Man, Jocko I love listening to you and your style of delivering information and the way you dissect it all and explain the situation from multiple angles, well done. Communication between people is an art, therefore can be really complicated sometimes to understand and to explain to others
The questioner laid it all out asking the question seeking advice. That’s a great start!
The only thing I’d add is that no matter how secure and skilled a person is, some people aren’t going to listen. There’s strength in acceptance!
Well said. Best comment in this section.
In my personal experience I've learned to ask people questions as opposed to offering advice. The questions tend to make people think things through on their own.
Powerful. Insightful. Quality. Loving the advice here and will use it for my life and content creation practices! Great stuff!

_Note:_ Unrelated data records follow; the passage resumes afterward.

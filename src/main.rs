use std::fs;
use std::io::{self, BufRead};
use std::process;

use palc::Parser;
use rkissc::cli::{Cli, Mode};

fn main() {
  let source = match Cli::parse().mode.unwrap_or(Mode::Repl) {
    Mode::File { path } => match fs::read_to_string(&path) {
      Ok(text) => text,
      Err(err) => {
        eprintln!("Error: cannot read {}: {err}", path.display());
        process::exit(1);
      }
    },
    Mode::Repl => match read_program(io::stdin().lock()) {
      Ok(text) => text,
      Err(err) => {
        eprintln!("Error: {err}");
        process::exit(1);
      }
    },
  };

  match rkissc::compile(&source) {
    Ok(code) => print!("{code}"),
    Err(err) => {
      eprintln!("Error: {err}");
      process::exit(1);
    }
  }
}

/// Collect terminal lines until the one carrying the end-of-program mark.
fn read_program(input: impl BufRead) -> io::Result<String> {
  let mut buffer = String::new();
  for line in input.lines() {
    let line = line?;
    buffer.push_str(&line);
    buffer.push('\n');
    if line.trim_end().ends_with('.') {
      break;
    }
  }
  Ok(buffer)
}
#[cfg(test)]
mod tests {
  use super::*;

  /// Run a single grammar production against a captured sink.
  fn emit_with(
    source: &str,
    production: impl FnOnce(&mut Compiler<'_, Vec<String>>) -> CompileResult<()>,
  ) -> Vec<String> {
    let mut compiler = Compiler::new(source, Vec::new()).expect("scan failed");
    production(&mut compiler).expect("parse failed");
    compiler.emit.into_sink()
  }

  #[test]
  fn addition_pushes_left_then_combines() {
    let lines = emit_with("1+2", |c| c.expression());
    assert_eq!(
      lines,
      vec![
        "\td0 = 1",
        "\tstack.push(d0)",
        "\td0 = 2",
        "\td0 += stack.pop()",
      ]
    );
  }

  #[test]
  fn subtraction_negates_after_subtract() {
    let lines = emit_with("5-2", |c| c.expression());
    assert_eq!(
      lines,
      vec![
        "\td0 = 5",
        "\tstack.push(d0)",
        "\td0 = 2",
        "\td0 -= stack.pop()",
        "\td0 = -d0",
      ]
    );
  }

  #[test]
  fn division_reorders_through_scratch() {
    let lines = emit_with("8/2", |c| c.expression());
    assert_eq!(
      lines,
      vec![
        "\td0 = 8",
        "\tstack.push(d0)",
        "\td0 = 2",
        "\td1 = d0",
        "\td0 = stack.pop()",
        "\td0 /= d1",
      ]
    );
  }

  #[test]
  fn multiplication_binds_tighter_than_addition() {
    let lines = emit_with("1+2*3", |c| c.expression());
    assert_eq!(
      lines,
      vec![
        "\td0 = 1",
        "\tstack.push(d0)",
        "\td0 = 2",
        "\tstack.push(d0)",
        "\td0 = 3",
        "\td0 *= stack.pop()",
        "\td0 += stack.pop()",
      ]
    );
  }

  #[test]
  fn unary_minus_is_negate_after_load() {
    let lines = emit_with("-7", |c| c.expression());
    assert_eq!(lines, vec!["\td0 = 7", "\td0 = -d0"]);
  }

  #[test]
  fn bare_relation_keeps_the_raw_value() {
    let lines = emit_with("3", |c| c.bool_expression());
    assert_eq!(lines, vec!["\td0 = 3"]);
  }

  #[test]
  fn relation_with_relop_normalizes() {
    let lines = emit_with("1<2", |c| c.bool_expression());
    assert_eq!(
      lines,
      vec![
        "\td0 = 1",
        "\tstack.push(d0)",
        "\td0 = 2",
        "\td0 = if stack.pop() < d0 { -1 } else { 0 }",
      ]
    );
  }

  #[test]
  fn while_emits_loop_condition_break_body_close() {
    let mut out = String::new();
    compile("VAR X = 0 BEGIN WHILE X < 3 X = X + 1 ENDWHILE END.", &mut out).unwrap();
    let lines: Vec<&str> = out.lines().collect();
    assert_eq!(lines[0], "\tvars[\"X\"] = 0");
    assert_eq!(lines[1], "\tloop {");
    // Condition: load X, push, load 3, compare, then the conditional break.
    assert_eq!(lines[5], "\td0 = if stack.pop() < d0 { -1 } else { 0 }");
    assert_eq!(lines[6], "\tif d0 == 0 { break }");
    assert_eq!(lines.last().unwrap(), &"\t}");
  }

  #[test]
  fn undeclared_assignment_is_rejected() {
    let err = compile("BEGIN X = 1 END.", String::new()).unwrap_err();
    assert!(matches!(err, CompileError::UndefinedIdentifier { name } if name == "X"));
  }

  #[test]
  fn duplicate_declaration_stops_before_emitting() {
    let mut out = String::new();
    let err = compile("VAR X, X BEGIN END.", &mut out).unwrap_err();
    assert!(matches!(err, CompileError::DuplicateIdentifier { .. }));
    // Only the first declaration made it out.
    assert_eq!(out, "\tvars[\"X\"] = 0\n");
  }

  #[test]
  fn stray_top_level_token_is_unrecognized() {
    let err = compile("FOO BEGIN END.", String::new()).unwrap_err();
    assert!(matches!(err, CompileError::UnrecognizedKeyword { lexeme } if lexeme == "FOO"));
  }

  #[test]
  fn mismatched_terminator_names_the_expected_one() {
    let err = compile("VAR X BEGIN IF X > 1 X = 1 ENDWHILE END.", String::new()).unwrap_err();
    match err {
      CompileError::Expected { wanted, got } => {
        assert_eq!(wanted, "\"ENDIF\"");
        assert_eq!(got, "ENDWHILE");
      }
      other => panic!("wrong error: {other:?}"),
    }
  }

  #[test]
  fn missing_end_is_reported_at_the_sentinel() {
    let err = compile("BEGIN .", String::new()).unwrap_err();
    match err {
      CompileError::Expected { wanted, .. } => assert_eq!(wanted, "\"END\""),
      other => panic!("wrong error: {other:?}"),
    }
  }

  #[test]
  fn declarations_are_legal_inside_blocks() {
    let mut out = String::new();
    compile("BEGIN VAR X = 2 X = X * 2 END.", &mut out).unwrap();
    assert!(out.starts_with("\tvars[\"X\"] = 2\n"));
  }

  #[test]
  fn compiling_twice_gives_identical_output() {
    let source = "VAR A = 1 BEGIN WHILE A < 9 A = A + A ENDWHILE WRITE(A) END.";
    let mut first = String::new();
    let mut second = String::new();
    compile(source, &mut first).unwrap();
    compile(source, &mut second).unwrap();
    assert_eq!(first, second);
  }
}
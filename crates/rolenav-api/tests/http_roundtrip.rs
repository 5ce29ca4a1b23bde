// Rolenav
// Copyright (C) 2025 Synerthink

// This program is free software: you can redistribute it and/or modify
// it under the terms of the GNU Affero General Public License as published by
// the Free Software Foundation, either version 3 of the License, or
// (at your option) any later version.

// This program is distributed in the hope that it will be useful,
// but WITHOUT ANY WARRANTY; without even the implied warranty of
// MERCHANTABILITY or FITNESS FOR A PARTICULAR PURPOSE.  See the
// GNU Affero General Public License for more details.

// You should have received a copy of the GNU Affero General Public License
// along with this program.  If not, see <http://www.gnu.org/licenses/>.

//! End-to-end tests against a live server on a loopback port

use rolenav_api::models::UpsertGrantRequest;
use rolenav_api::{ApiClient, ApiServer, AppState, Config, HttpPermissionStore, HttpRoleSource};
use rolenav_core::{Catalog, PermissionEditor, PermissionRecord, PermissionResolver, PermissionStore, RoleProvider, Settlement, StoreError, ViewSession, fallback_roles};
use std::net::SocketAddr;
use std::sync::Arc;
use std::time::Duration;
use tempfile::TempDir;
use tokio::net::TcpListener;

async fn spawn_server(config: Config) -> SocketAddr {
    let state = AppState::from_config(&config).await.unwrap();
    let listener = TcpListener::bind("127.0.0.1:0").await.unwrap();
    let addr = listener.local_addr().unwrap();
    let server = ApiServer::with_state(addr, state);
    tokio::spawn(async move {
        let _ = server.serve(listener).await;
    });
    addr
}

fn config_in(dir: &TempDir) -> Config {
    Config {
        data_file: dir.path().join("grants.json"),
        ..Config::default()
    }
}

fn client_for(addr: SocketAddr) -> ApiClient {
    ApiClient::new(format!("http://{}", addr)).with_timeout(Duration::from_secs(5))
}

#[tokio::test]
async fn test_fresh_server_falls_back_to_default_roles() {
    let dir = TempDir::new().unwrap();
    let addr = spawn_server(config_in(&dir)).await;

    let roles = client_for(addr).roles().await.unwrap();

    assert_eq!(roles, fallback_roles());
}

#[tokio::test]
async fn test_grant_roundtrip_over_http() {
    let dir = TempDir::new().unwrap();
    let addr = spawn_server(config_in(&dir)).await;
    let client = client_for(addr);

    let stored = client
        .upsert(&UpsertGrantRequest {
            title: Some("Departments".to_string()),
            path: "/departments".to_string(),
            role: "manager".to_string(),
            group_name: None,
            is_allowed: true,
        })
        .await
        .unwrap();

    assert_eq!(stored.group_name.as_deref(), Some("Organization"));
    assert_eq!(client.permissions("manager").await.unwrap(), vec![stored]);
    assert!(client.permissions("user").await.unwrap().is_empty());
    assert_eq!(client.roles().await.unwrap(), fallback_roles());

    client
        .upsert(&UpsertGrantRequest {
            title: None,
            path: "/reports".to_string(),
            role: "auditor".to_string(),
            group_name: None,
            is_allowed: true,
        })
        .await
        .unwrap();
    assert_eq!(client.roles().await.unwrap(), vec!["admin", "manager", "user", "auditor"]);

    assert!(client.delete("manager", "/departments").await.unwrap());
    assert!(!client.delete("manager", "/departments").await.unwrap());
}

#[tokio::test]
async fn test_unknown_path_is_rejected_by_server() {
    let dir = TempDir::new().unwrap();
    let addr = spawn_server(config_in(&dir)).await;
    let store = HttpPermissionStore::new(client_for(addr));

    let result = store.upsert_grant(PermissionRecord::new("user", "/ghost", true)).await;

    assert_eq!(result, Err(StoreError::UnknownPath { path: "/ghost".to_string() }));
    assert!(store.grants_for_role("user").await.unwrap().is_empty());
}

#[tokio::test]
async fn test_editor_over_http_commits_and_persists() {
    let dir = TempDir::new().unwrap();
    let config = config_in(&dir);
    let data_file = config.data_file.clone();
    let addr = spawn_server(config).await;

    let catalog = Arc::new(Catalog::builtin().unwrap());
    let store = HttpPermissionStore::new(client_for(addr)).with_catalog(catalog.clone());
    let editor = PermissionEditor::new(store, catalog.clone());

    editor.load_role("user").await.unwrap();
    assert_eq!(editor.toggle("user", "/attendance", true).await.unwrap(), Settlement::Committed);
    assert_eq!(editor.toggle("user", "/reports", true).await.unwrap(), Settlement::Committed);
    assert!(editor.value("user", "/attendance"));

    // A second process reading the data file sees the same grants
    let reopened = rolenav_core::FilePermissionStore::open(&data_file, catalog).await.unwrap();
    let paths: Vec<String> = reopened.grants_for_role("user").await.unwrap().into_iter().map(|r| r.path).collect();
    assert_eq!(paths, vec!["/attendance".to_string(), "/reports".to_string()]);
}

#[tokio::test]
async fn test_navigation_matches_local_composition() {
    let dir = TempDir::new().unwrap();
    let addr = spawn_server(config_in(&dir)).await;
    let client = client_for(addr);
    let catalog = Arc::new(client.catalog().await.unwrap());
    let store = HttpPermissionStore::new(client.clone()).with_catalog(catalog.clone());

    for path in ["/dashboard", "/departments", "/payroll/payslips"] {
        store.upsert_grant(PermissionRecord::new("user", path, true)).await.unwrap();
    }

    let remote = client.navigation("user").await.unwrap();

    let session = ViewSession::new();
    assert!(session.switch_to("user", &PermissionResolver::new(store)).await);
    let local = session.navigation(&catalog, &rolenav_core::Composer::new());

    assert_eq!(remote.items, local);
    // Two populated groups collapse into a flat list
    assert!(remote.items.iter().all(|item| !item.is_group()));
    assert_eq!(remote.items.len(), 3);
}

#[tokio::test]
async fn test_unreachable_server_fails_closed() {
    let listener = TcpListener::bind("127.0.0.1:0").await.unwrap();
    let addr = listener.local_addr().unwrap();
    drop(listener);

    let client = client_for(addr);
    let resolver = PermissionResolver::new(HttpPermissionStore::new(client.clone()));
    let roles = RoleProvider::new(Arc::new(HttpRoleSource::new(client)));

    assert!(resolver.resolve("admin").await.is_empty());
    assert_eq!(roles.list_roles().await, fallback_roles());
}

Im glad i came across this. I got to learn new vocabulary! Me and my father butt heads constantly on very personal levels, and it's become an obsession of mine to 'solve', as being a perpetrator myself breaks my heart every single time without fail. My family can unanimously decide he's the "my way or the highway" kinda guy, and doesn't like to discuss his reasoning very often... and thats not to disparage his keen leadership, logic, and irrefutable charisma. Just extremely stubborn.
A new way for me to take lead in this situation is by building MY confidence in HIM, and figuring out how i can get him to be more confident in my reasoning and decision making (a passive process, requiring a truly challenging amount of patience and faith). And for that to happen, i need to un-f*ck my resentful attitude toward him first...
I love my father more than he'll ever understand. My biggest fear is being pushed to the point of weening him from my life entirely, as my one other sibling has... we're all born with the right to the pursuit of happiness, and want to see my family happy.
Thank you for ripping in to this individual, as it applies to myself in many, many ways across multiple contexts. Pertaining to my father, I've known for a little bit now how insecure i am. In my insecurity, I've discovered a blindspot, home to a fear-powered lack of confidence. I'm grateful for the ability and opportunity to work on this!
simple - "the more I know, the more I realise I don't know" - Aristotle. Be humble and read the room
I used to have this problem, I just put my head down and went about my business, and as I did that people would watch me and start to see that hey this guy actually knows what hes doing, and thats how I gained respect from people around me, and it even made people who hated me turn around and start liking me.
3:56... This is why I love you, always putting #truthToPOWER!